I had booked farm stays en route, and I am happy to report that Australia has moved into the 21st century – finally.  All the accommodation we stayed in was comfortable, clean and charming with everything I wanted  – real coffee, local maps, dishwasher, chopped wood, stocked pantry (with olive oil), good bathrooms, classy linen and COMFORTABLE PILLOWS – I didn’t need to use my own from home once.  Oh, and that’s before I have mentioned the stunning locations, heavenly views and peace and quiet.

FIRST STOP – Wollombi, New England

We drove south through Ballina to the the big river country with timber houses on stilts surrounded by swaying paddocks of emerald green sugar cane to Ulmarra which has to have one of the most well stocked book shops in the country – I could barely see the owner sitting behind her cash register. Who said print was dying?  Ulmarra also has a fabulous converted pub on the banks of the mighty Clarence River that has been turned into a classy eatery, and I can’t think of a better place to have a break, read a book and eat a plate of scones with a cup of tea.

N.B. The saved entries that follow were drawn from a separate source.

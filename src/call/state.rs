use crate::session::Role;
use chrono::{DateTime, Utc};
use serde::Serialize;
use std::fmt;

/// Состояние звонка
#[derive(Debug, Clone, Copy, PartialEq, Eq, Serialize, Default)]
pub enum CallState {
    #[default]
    Idle,
    Incoming,
    Connecting,
    Connected,
    Ended,
    Error,
}

impl CallState {
    /// В этих состояниях существует ровно одна сессия
    pub fn has_session(self) -> bool {
        matches!(
            self,
            CallState::Incoming | CallState::Connecting | CallState::Connected
        )
    }

    pub fn is_finished(self) -> bool {
        matches!(self, CallState::Ended | CallState::Error)
    }

    pub fn as_str(self) -> &'static str {
        match self {
            CallState::Idle => "idle",
            CallState::Incoming => "incoming",
            CallState::Connecting => "connecting",
            CallState::Connected => "connected",
            CallState::Ended => "ended",
            CallState::Error => "error",
        }
    }
}

impl fmt::Display for CallState {
    fn fmt(&self, f: &mut fmt::Formatter<'_>) -> fmt::Result {
        f.write_str(self.as_str())
    }
}

/// То, что показывается пользователю
#[derive(Debug, Clone, Default, PartialEq, Eq, Serialize)]
pub struct CallSnapshot {
    pub state: CallState,
    pub remote: Option<String>,
    pub role: Option<Role>,
    pub duration_secs: u64,
    pub last_error: Option<String>,
    pub remote_track: Option<String>,
    /// Когда создана сессия (исходящий звонок или входящий offer)
    pub created_at: Option<DateTime<Utc>>,
    pub connected_at: Option<DateTime<Utc>>,
}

On to Grafton,  then headed west on the Waterfall Way to Armidale – our destination a  beef stud of Angus and Charolais cattle with a stay for a couple of days in the old farmhouse.  I knew that this trip was going to turn out well when young Lucy – seventh generation of farmers on this land, turned up with a loaf of freshly baked bread to greet us.  Engaged to be married, she has taken on the farm-stay as her project and, if she does everything else in her life with such passion and attention to detail, she will make a success of whatever she turns her hand to.  Now in my seventh decade I know that I probably should have married a farmer!  I love cows and being on a farm – which is a long way from the East End of London, where I was born.  Is there still time, I wonder?  Lucy had created a lovely cottage garden around the house full of late flowering roses and dahlias and, lucky us, a vegetable garden, and I was able to out and pick fresh zucchini, basil and tomatoes for our dinner.

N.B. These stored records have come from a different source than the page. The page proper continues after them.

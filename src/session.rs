use crate::error::CallError;
use crate::peer::ice::CandidateBuffer;
use crate::peer::types::SessionDescription;
use chrono::{DateTime, Utc};
use serde::Serialize;

/// Номер попытки звонка; растёт монотонно, события чужих сессий отбрасываются
pub type SessionId = u64;

#[derive(Debug, Clone, Copy, PartialEq, Eq, Serialize)]
pub enum Role {
    Caller,
    Callee,
}

/// Контекст одной попытки звонка
#[derive(Debug)]
pub struct Session {
    pub id: SessionId,
    pub local_identity: String,
    pub remote_identity: String,
    pub role: Role,
    pub created_at: DateTime<Utc>,
    pub candidates: CandidateBuffer,
    local_description: Option<SessionDescription>,
    remote_description: Option<SessionDescription>,
    // offer вызывающего, пока вызываемый не ответил
    stored_offer: Option<SessionDescription>,
}

impl Session {
    pub fn caller(id: SessionId, local: impl Into<String>, remote: impl Into<String>) -> Self {
        Self::new(id, local.into(), remote.into(), Role::Caller, None)
    }

    pub fn callee(
        id: SessionId,
        local: impl Into<String>,
        remote: impl Into<String>,
        offer: SessionDescription,
    ) -> Self {
        Self::new(id, local.into(), remote.into(), Role::Callee, Some(offer))
    }

    fn new(
        id: SessionId,
        local_identity: String,
        remote_identity: String,
        role: Role,
        stored_offer: Option<SessionDescription>,
    ) -> Self {
        Self {
            id,
            local_identity,
            remote_identity,
            role,
            created_at: Utc::now(),
            candidates: CandidateBuffer::new(),
            local_description: None,
            remote_description: None,
            stored_offer,
        }
    }

    pub fn local_description(&self) -> Option<&SessionDescription> {
        self.local_description.as_ref()
    }

    pub fn remote_description(&self) -> Option<&SessionDescription> {
        self.remote_description.as_ref()
    }

    pub fn has_remote_description(&self) -> bool {
        self.remote_description.is_some()
    }

    pub fn take_offer(&mut self) -> Option<SessionDescription> {
        self.stored_offer.take()
    }

    /// Совпадает ли отправитель с удалённой стороной (неизвестный отправитель допускается)
    pub fn is_from_remote(&self, from: Option<&str>) -> bool {
        match from {
            Some(sender) => sender == self.remote_identity,
            None => true,
        }
    }

    pub fn record_local_description(&mut self, desc: SessionDescription) -> Result<(), CallError> {
        if self.local_description.is_some() {
            return Err(CallError::NegotiationFailure(
                "local description already set for this session".into(),
            ));
        }
        self.local_description = Some(desc);
        Ok(())
    }

    /// Remote description задаётся ровно один раз: renegotiation не поддерживается
    pub fn record_remote_description(&mut self, desc: SessionDescription) -> Result<(), CallError> {
        if self.remote_description.is_some() {
            return Err(CallError::NegotiationFailure(
                "remote description already applied for this session".into(),
            ));
        }
        self.remote_description = Some(desc);
        Ok(())
    }
}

I just went out walking – early morning, twilight – didn’t matter – I was happy – trying to identify the trees, grasses and late summer flowering wildflowers – like these Paper Daisies, Xerochrysum bracteatum , noticing the health of the trees and pastures and appreciating the effort and love that the custodians of this land had put in over the past 160 years.  Not every farm is like this.  The New England tablelands are incredibly lush and beautiful and I urge you to get out there and take it in.  It’s a particular treat at this time of years when all the exotic trees are in their autumn glory; golden poplars, scarlet claret ash, fiery liquid ambers ……………………….

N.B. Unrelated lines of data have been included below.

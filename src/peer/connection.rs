use crate::error::CallError;
use crate::logger::{dump_candidate, dump_selected_pair};
use crate::peer::media::LocalAudioTrack;
use crate::peer::transport::{PeerTransport, TransportConfig, TransportEventSink, TransportFactory};
use crate::peer::types::{ConnectionState, IceCandidate, SdpKind, SessionDescription, TransportEvent};
use async_trait::async_trait;
use log::{debug, info, warn};
use std::sync::{Arc, Weak};
use webrtc::api::interceptor_registry::register_default_interceptors;
use webrtc::api::media_engine::MediaEngine;
use webrtc::api::{APIBuilder, API};
use webrtc::ice_transport::ice_candidate::{RTCIceCandidate, RTCIceCandidateInit};
use webrtc::ice_transport::ice_server::RTCIceServer;
use webrtc::interceptor::registry::Registry;
use webrtc::peer_connection::configuration::RTCConfiguration;
use webrtc::peer_connection::peer_connection_state::RTCPeerConnectionState;
use webrtc::peer_connection::policy::bundle_policy::RTCBundlePolicy;
use webrtc::peer_connection::policy::rtcp_mux_policy::RTCRtcpMuxPolicy;
use webrtc::peer_connection::sdp::sdp_type::RTCSdpType;
use webrtc::peer_connection::sdp::session_description::RTCSessionDescription;
use webrtc::peer_connection::RTCPeerConnection;
use webrtc::rtp_transceiver::rtp_receiver::RTCRtpReceiver;
use webrtc::rtp_transceiver::RTCRtpTransceiver;
use webrtc::track::track_local::TrackLocal;
use webrtc::track::track_remote::TrackRemote;

/// Фабрика peer connection на базе webrtc-rs
pub struct WebRtcTransportFactory {
    api: API,
}

impl WebRtcTransportFactory {
    pub fn new() -> Result<Self, CallError> {
        let mut media_engine = MediaEngine::default();
        media_engine
            .register_default_codecs()
            .map_err(CallError::negotiation)?;

        let registry = register_default_interceptors(Registry::new(), &mut media_engine)
            .map_err(CallError::negotiation)?;

        let api = APIBuilder::new()
            .with_media_engine(media_engine)
            .with_interceptor_registry(registry)
            .build();
        Ok(Self { api })
    }
}

#[async_trait]
impl TransportFactory for WebRtcTransportFactory {
    async fn create(
        &self,
        config: &TransportConfig,
        events: TransportEventSink,
    ) -> Result<Arc<dyn PeerTransport>, CallError> {
        let pc = Arc::new(
            self.api
                .new_peer_connection(rtc_config(config))
                .await
                .map_err(CallError::negotiation)?,
        );
        subscribe(&pc, events);
        let transport: Arc<dyn PeerTransport> = Arc::new(WebRtcTransport { pc });
        Ok(transport)
    }
}

/// Создает конфигурацию для peer connection
fn rtc_config(config: &TransportConfig) -> RTCConfiguration {
    RTCConfiguration {
        ice_servers: config
            .ice_servers
            .iter()
            .map(|server| RTCIceServer {
                urls: vec![server.url.clone()],
                username: server.username.clone().unwrap_or_default(),
                credential: server.credential.clone().unwrap_or_default(),
            })
            .collect(),
        ice_candidate_pool_size: config.ice_candidate_pool_size,
        bundle_policy: RTCBundlePolicy::MaxBundle,
        rtcp_mux_policy: RTCRtcpMuxPolicy::Require,
        ..Default::default()
    }
}

/// Единственная подписка на события peer connection за всю сессию
fn subscribe(pc: &Arc<RTCPeerConnection>, events: TransportEventSink) {
    let sink = events.clone();
    pc.on_ice_candidate(Box::new(move |cand: Option<RTCIceCandidate>| {
        let sink = sink.clone();
        Box::pin(async move {
            match cand {
                Some(c) => match c.to_json() {
                    Ok(init) => {
                        let candidate = IceCandidate::from(init);
                        dump_candidate("LOCAL", &candidate);
                        sink(TransportEvent::CandidateDiscovered(candidate));
                    }
                    Err(e) => warn!("Failed to serialize local candidate: {e}"),
                },
                // cand == None означает конец сбора
                None => debug!("ICE candidate gathering completed"),
            }
        })
    }));

    let sink = events.clone();
    pc.on_track(Box::new(
        move |track: Arc<TrackRemote>, _: Arc<RTCRtpReceiver>, _: Arc<RTCRtpTransceiver>| {
            let track_id = track.id().to_string();
            info!("Remote track available: {track_id}");
            sink(TransportEvent::RemoteTrack { track_id });
            Box::pin(async {})
        },
    ));

    // слабая ссылка, чтобы обработчик не держал соединение живым
    let weak: Weak<RTCPeerConnection> = Arc::downgrade(pc);
    pc.on_peer_connection_state_change(Box::new(move |st: RTCPeerConnectionState| {
        info!("Peer connection state changed to: {st:?}");
        let state = match st {
            RTCPeerConnectionState::New => ConnectionState::New,
            RTCPeerConnectionState::Connecting => ConnectionState::Connecting,
            RTCPeerConnectionState::Connected => ConnectionState::Connected,
            RTCPeerConnectionState::Disconnected => ConnectionState::Disconnected,
            RTCPeerConnectionState::Failed => ConnectionState::Failed,
            RTCPeerConnectionState::Closed => ConnectionState::Closed,
            RTCPeerConnectionState::Unspecified => {
                debug!("Peer connection state unspecified - ignoring");
                return Box::pin(async {});
            }
        };

        if state == ConnectionState::Failed {
            if let Some(pc) = weak.upgrade() {
                tokio::spawn(async move {
                    dump_selected_pair(&pc, "BEFORE-FAIL").await;
                });
            }
        }

        events(TransportEvent::ConnectionStateChanged(state));
        Box::pin(async {})
    }));
}

pub struct WebRtcTransport {
    pc: Arc<RTCPeerConnection>,
}

#[async_trait]
impl PeerTransport for WebRtcTransport {
    async fn create_offer(&self) -> Result<SessionDescription, CallError> {
        debug!("Creating offer...");
        let offer = self.pc.create_offer(None).await.map_err(CallError::negotiation)?;
        from_rtc(offer)
    }

    async fn create_answer(&self) -> Result<SessionDescription, CallError> {
        debug!("Creating answer...");
        let answer = self.pc.create_answer(None).await.map_err(CallError::negotiation)?;
        from_rtc(answer)
    }

    async fn set_local_description(&self, desc: SessionDescription) -> Result<(), CallError> {
        debug!("Setting local description ({:?})...", desc.kind);
        self.pc
            .set_local_description(to_rtc(desc)?)
            .await
            .map_err(CallError::negotiation)
    }

    async fn set_remote_description(&self, desc: SessionDescription) -> Result<(), CallError> {
        debug!("Setting remote description ({:?})...", desc.kind);
        self.pc
            .set_remote_description(to_rtc(desc)?)
            .await
            .map_err(CallError::negotiation)
    }

    async fn add_ice_candidate(&self, candidate: IceCandidate) -> Result<(), CallError> {
        self.pc
            .add_ice_candidate(candidate.into())
            .await
            .map_err(CallError::negotiation)
    }

    async fn add_track(&self, track: Arc<LocalAudioTrack>) -> Result<(), CallError> {
        let Some(rtp) = track.rtp() else {
            debug!("Track {} has no RTP source, not attaching", track.id());
            return Ok(());
        };
        let rtp: Arc<dyn TrackLocal + Send + Sync> = rtp;
        self.pc
            .add_track(rtp)
            .await
            .map_err(|e| CallError::ResourceUnavailable(format!("failed to add audio track: {e}")))?;
        Ok(())
    }

    async fn close(&self) -> Result<(), CallError> {
        self.pc.close().await.map_err(CallError::negotiation)
    }
}

fn to_rtc(desc: SessionDescription) -> Result<RTCSessionDescription, CallError> {
    match desc.kind {
        SdpKind::Offer => RTCSessionDescription::offer(desc.sdp),
        SdpKind::Answer => RTCSessionDescription::answer(desc.sdp),
    }
    .map_err(CallError::negotiation)
}

fn from_rtc(desc: RTCSessionDescription) -> Result<SessionDescription, CallError> {
    match desc.sdp_type {
        RTCSdpType::Offer => Ok(SessionDescription::offer(desc.sdp)),
        RTCSdpType::Answer => Ok(SessionDescription::answer(desc.sdp)),
        other => Err(CallError::NegotiationFailure(format!(
            "unsupported description type {other:?}"
        ))),
    }
}

impl From<RTCIceCandidateInit> for IceCandidate {
    fn from(init: RTCIceCandidateInit) -> Self {
        Self {
            candidate: init.candidate,
            sdp_mid: init.sdp_mid,
            sdp_mline_index: init.sdp_mline_index,
            username_fragment: init.username_fragment,
        }
    }
}

impl From<IceCandidate> for RTCIceCandidateInit {
    fn from(candidate: IceCandidate) -> Self {
        RTCIceCandidateInit {
            candidate: candidate.candidate,
            sdp_mid: candidate.sdp_mid,
            sdp_mline_index: candidate.sdp_mline_index,
            username_fragment: candidate.username_fragment,
        }
    }
}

This undulating land had 4 km of trout river and me mate was itching to get a rod twitching – next time maybe, for we will be back.  The air was crystal clear in all shades of blue to purple – all you could hear were the birds calling and the odd moo.








Soundtrack to our stay:  I like to play music while I am cooking dinner and yipee, I found an ancient, dusty ghetto blaster with a basket of cassette tapes that mostly worked – remember those?  Me mate was happy – what was on offer was Dire Straits ‘Sultans of Swing’ and the best of the Eagles and some homemade tapes that were an eclectic mix of Aussie rock, English punk and Dean Martin!  On the road it was Vivaldi and Van Morrison.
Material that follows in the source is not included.